This is a bigger issue than just the typical budget wheeling and dealing that happens on Capitol Hill every fall.

A temporary budget deal crafted by Rep. Paul Ryan, R-Wisc. and Sen. Patty Murray, D-Wash., is about to expire, and so lawmakers will need to revisit sequestration (those across the board budget cuts that squeezed some K-12 programs). What’s more, some conservative Republicans really don’t want to see any federal money go to Planned Parenthood and could hold up the budget because of it. So we may have another shutdown, which will be a big deal for programs like Impact Aid (which helps fund federally connected schools) and Head Start (a preschool program for low-income kids.) Lauren Camera explains it all here.

Lost in all this budget noise are the specifics of the two bills that passed the House and Senate committees earlier this year. Both would lead to cuts in K-12, including to the Obama administration’s favorite programs (like Investing in Innovation and Preschool Development Grants), but they differ on other key details.

For instance, the House bill would mean big cuts to the Institute of Education Sciences, the Education Department’s research arm. Overall, the House bill would whack IES to $409.9 million, compared to nearly $563 million for the Senate bill. The House spending levels are about a 28.6 percent reduction from the current spending level of about $574 million.

And one of the biggest cuts within IES would be to research and dissemination, the biggest program in IES. The House bill would chop the program down to $93 million, an $86 million cut from current funding, and slash funding for the National Center for Special Education Research from $54 million current to nearly $36 million. (The Senate version still represents a cut to that program, but it’s not as severe.)

Needless to say, education researchers are worried about the impact of all these cuts and have written lawmakers who oversee education spending expressing their concerns.

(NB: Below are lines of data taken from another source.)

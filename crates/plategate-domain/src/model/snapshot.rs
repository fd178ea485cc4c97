//! Immutable registry snapshot used for one access decision

use chrono::{DateTime, Utc};
use tracing::warn;

use plategate_types::VehicleRecord;

use crate::repository::RegistryProvider;

/// Copy of the registry taken at the start of a decision.
///
/// Iteration order is the provider's order, which is the order the matcher
/// scans in.
#[derive(Debug, Clone)]
pub struct RegistrySnapshot {
    vehicles: Vec<VehicleRecord>,
    fetched_at: DateTime<Utc>,
    degraded: bool,
}

impl RegistrySnapshot {
    pub fn new(vehicles: Vec<VehicleRecord>) -> Self {
        Self {
            vehicles,
            fetched_at: Utc::now(),
            degraded: false,
        }
    }

    /// Empty snapshot standing in for an unreachable registry
    pub fn unavailable() -> Self {
        Self {
            vehicles: Vec::new(),
            fetched_at: Utc::now(),
            degraded: true,
        }
    }

    /// Pull the full registry. A failed fetch yields an empty, degraded
    /// snapshot instead of an error.
    pub fn fetch(provider: &dyn RegistryProvider) -> Self {
        match provider.fetch_vehicles() {
            Ok(vehicles) => Self::new(vehicles),
            Err(e) => {
                warn!(error = %e, "registry fetch failed, continuing with empty registry");
                Self::unavailable()
            }
        }
    }

    pub fn vehicles(&self) -> &[VehicleRecord] {
        &self.vehicles
    }

    pub fn len(&self) -> usize {
        self.vehicles.len()
    }

    pub fn is_empty(&self) -> bool {
        self.vehicles.is_empty()
    }

    pub fn fetched_at(&self) -> DateTime<Utc> {
        self.fetched_at
    }

    /// True when the provider failed and this snapshot is a stand-in
    pub fn is_degraded(&self) -> bool {
        self.degraded
    }
}

#[cfg(test)]
mod tests {
    use super::*;
    use plategate_types::{Error, Result};

    struct Fixed(Vec<VehicleRecord>);

    impl RegistryProvider for Fixed {
        fn fetch_vehicles(&self) -> Result<Vec<VehicleRecord>> {
            Ok(self.0.clone())
        }
    }

    struct Offline;

    impl RegistryProvider for Offline {
        fn fetch_vehicles(&self) -> Result<Vec<VehicleRecord>> {
            Err(Error::ExternalCommand("connection refused".to_string()))
        }
    }

    #[test]
    fn test_fetch_keeps_provider_order() {
        let provider = Fixed(vec![VehicleRecord::new("B2"), VehicleRecord::new("A1")]);
        let snapshot = RegistrySnapshot::fetch(&provider);
        assert!(!snapshot.is_degraded());
        let plates: Vec<_> = snapshot.vehicles().iter().map(|v| v.plate_number.as_str()).collect();
        assert_eq!(plates, vec!["B2", "A1"]);
    }

    #[test]
    fn test_failed_fetch_degrades_to_empty() {
        let snapshot = RegistrySnapshot::fetch(&Offline);
        assert!(snapshot.is_empty());
        assert!(snapshot.is_degraded());
    }
}
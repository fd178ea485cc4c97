//! OCR-aware string similarity

use crate::model::chars_similar;

const LENGTH_PENALTY_PER_CHAR: f64 = 0.2;

/// Similarity in [0, 1] that treats confusable characters as matches.
///
/// The shorter input is padded with trailing spaces, positions are compared
/// pairwise, and every missing character costs an extra 0.2. Callers in the
/// matcher always pass `(detected, registered)`.
pub fn similarity(s1: &str, s2: &str) -> f64 {
    if s1.is_empty() || s2.is_empty() {
        return 0.0;
    }

    let a: Vec<char> = s1.to_uppercase().chars().collect();
    let b: Vec<char> = s2.to_uppercase().chars().collect();

    if a == b {
        return 1.0;
    }

    let max_len = a.len().max(b.len());
    let min_len = a.len().min(b.len());

    let padded = |chars: &[char], i: usize| chars.get(i).copied().unwrap_or(' ');
    let matches = (0..max_len)
        .filter(|&i| chars_similar(padded(&a, i), padded(&b, i)))
        .count();

    let len_penalty = (max_len - min_len) as f64 * LENGTH_PENALTY_PER_CHAR;
    let score = (matches as f64 - len_penalty) / max_len as f64;
    score.max(0.0)
}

The letter, sent Thursday, was signed by more than 1,700 individuals and 75 research organizations, including the Learning and Education Academic Research Network, the American Educational Research Association, different divisions of the Council for Exceptional Children, the Knowledge Alliance, and more.

The researchers note that the proposed cuts would come online just as policymakers are putting more emphasis on data and evaluation in figuring out how best to boost student achievement.

“These cuts would have a devastating impact on the education research community and would negatively impact the production of knowledge for years to come,” the letter reads in part. “If these cuts were to become part of the final budget agreement, the biggest losers will be students across the country who would otherwise benefit from advances in research that enable them to succeed.”